Communiqué

Vivre, travailler et décider en région

Le Parti Québécois dévoile les grands axes de sa plateforme électorale régionale

Rouyn-Noranda, le 17 juillet 2018 — Fort d’une équipe solide de candidats compétents et bien enracinés dans la région, le Parti Québécois en Abitibi-Témiscamingue a procédé officiellement au lancement de sa campagne en vue des élections du 1er octobre prochain. C’est sous le thème « Pour les gens d’ici, avec les gens d’ici » que l’équipe régionale propose sa plateforme qui épouse les aspirations et les ambitions de l’Abitibi-Témiscamingue.
 
Présent lors de ce lancement officiel, le député de Jonquière et porte-parole de l’opposition officielle en matière de développement des régions et de décentralisation, Sylvain Gaudreault, rappelle que le seul parti politique qui connaît véritablement les régions et les reconnaît à leur juste valeur, c’est le Parti Québécois.
 
Remettre la population au centre des décisions
 
Le PQ propose l'adoption d’une loi-cadre sur la décentralisation et la régionalisation.

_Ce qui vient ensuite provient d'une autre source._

//! DSP-Stufen der Rauschunterdrueckung
//!
//! Die einzelnen Stufen (Rauschmodell, VAD, Gain, Transienten) arbeiten auf
//! dem Betragsspektrum eines Frames und werden ausschliesslich vom
//! Orchestrator in `session` aufgerufen. Nach aussen tritt die Session
//! ueber das `AudioProcessor` Trait auf.

pub mod gain;
pub mod noise_model;
pub mod transient;
pub mod vad;

/// Gemeinsames Trait fuer blockweise Audio-Verarbeitung
///
/// Verarbeitet Samples in-place und ist Send, damit der Prozessor in den
/// Audio-Thread verschoben werden kann.
pub trait AudioProcessor: Send {
    /// Verarbeitet einen Puffer von Samples in-place
    fn process(&mut self, samples: &mut [f32]);

    /// Setzt den internen Zustand zurueck
    fn reset(&mut self);

    /// Gibt zurueck ob der Prozessor aktiv ist
    fn is_enabled(&self) -> bool;

    /// Aktiviert oder deaktiviert den Prozessor (deaktiviert = Pass-Through)
    fn set_enabled(&mut self, enabled: bool);
}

Il souhaite consulter tous les citoyens grâce à une commission parlementaire itinérante qui fera le tour du Québec et qui permettra aux élus de l’Assemblée nationale de prendre des décisions en concordance avec la volonté du milieu.
 
« Une fois au pouvoir, jamais le Parti Québécois ne va agir comme l’a fait le gouvernement actuel durant son mandat. Les organismes et les intervenants du milieu ont les connaissances et les capacités pour se gouverner. Ils savent ce qui est mieux pour eux. Il suffit de leur en donner les moyens », a déclaré Sylvain Gaudreault.
 
Vivre en région
 
Candidate pour le Parti Québécois en Abitibi-Est, Élizabeth Larouche insiste sur l’importance d’offrir une qualité de vie aux gens des régions. Ces derniers méritent de recevoir des services de qualité, notamment dans les secteurs de l’éducation et de la santé. À cet égard, le gouvernement du Parti Québécois adoptera un projet de loi établissant un bouclier de protection budgétaire pour les services à l’éducation, à l’enfance et à la  protection de la jeunesse.
 
Pour ce qui est de la santé, les politiques libérales ont été désastreuses, provoquant des ruptures de services partout sur le territoire. La réforme Barrette est un échec navrant. « Notre plan en santé est le plus solide de l’aveu même de plusieurs intervenants crédibles. On va remettre la personne au cœur du système de santé en accroissant l’autonomie des milliers de professionnels de la santé.  Le mode ‘‘tout au médecin’’ ne fonctionne pas », a mentionné la candidate Élizabeth Larouche.
 
Travailler en région
 
Pour sa part, le candidat en Abitibi-Ouest, Sylvain Vachon, croit qu’il faut améliorer l’attractivité de l’Abitibi-Témiscamingue envers les travailleurs des autres régions du Québec et également de partout dans le monde. « Pour faire face à la pénurie de main-d’œuvre, il faudra mobiliser les acteurs autour d’une stratégie commune. L’immigration représente une solution évidente, mais pour réussir, il faudra cesser d’éparpiller les subventions et se doter d’une stratégie cohérente et de véritables structures d’accueil. Régionaliser 25% de l’immigration, voilà une proposition audacieuse », a déclaré Sylvain Vachon.
 
 
Décider en région
 
De son côté, le candidat péquiste de Rouyn-Noranda–Témiscamingue a annoncé que des propositions sur la gouvernance seront faites. « Déjà, ce que l’on constate, c’est que les gens en ont assez du mépris et de l’absence d’écoute du gouvernement. Les organismes de développement ne veulent pas se faire imposer des solutions mur à mur. Pour relever ses propres défis, l’Abitibi-Témiscamingue souhaite se concerter au sein d’une instance représentative. Nous devons nous unir et travailler tous ensemble dans la même direction. Pendant quatre ans, la région a été négligée par le gouvernement. Il est temps que l'Abitibi‑Témiscamingue soit représentée efficacement dans la prise de décisions gouvernementales », a affirmé  Gilles Chapadeau.
 
Quant à lui, le député Gendron fait le constat que la population exprime clairement une volonté de changement. C’est louable et légitime, mais il avertit qu’il faut faire attention cependant de ne pas échanger un parti fédéraliste de droite pour une pâle copie de ce même parti. « Les électeurs de la région ont le choix entre l’austérité budgétaire, que nous avons connue et vécue, et un véritable partenaire qui a déjà fait ses preuves. Je les invite à choisir la véritable alternative qui rendra l’Abitibi-Témiscamingue plus forte », a conclu le député d’Abitibi-Ouest, François Gendron.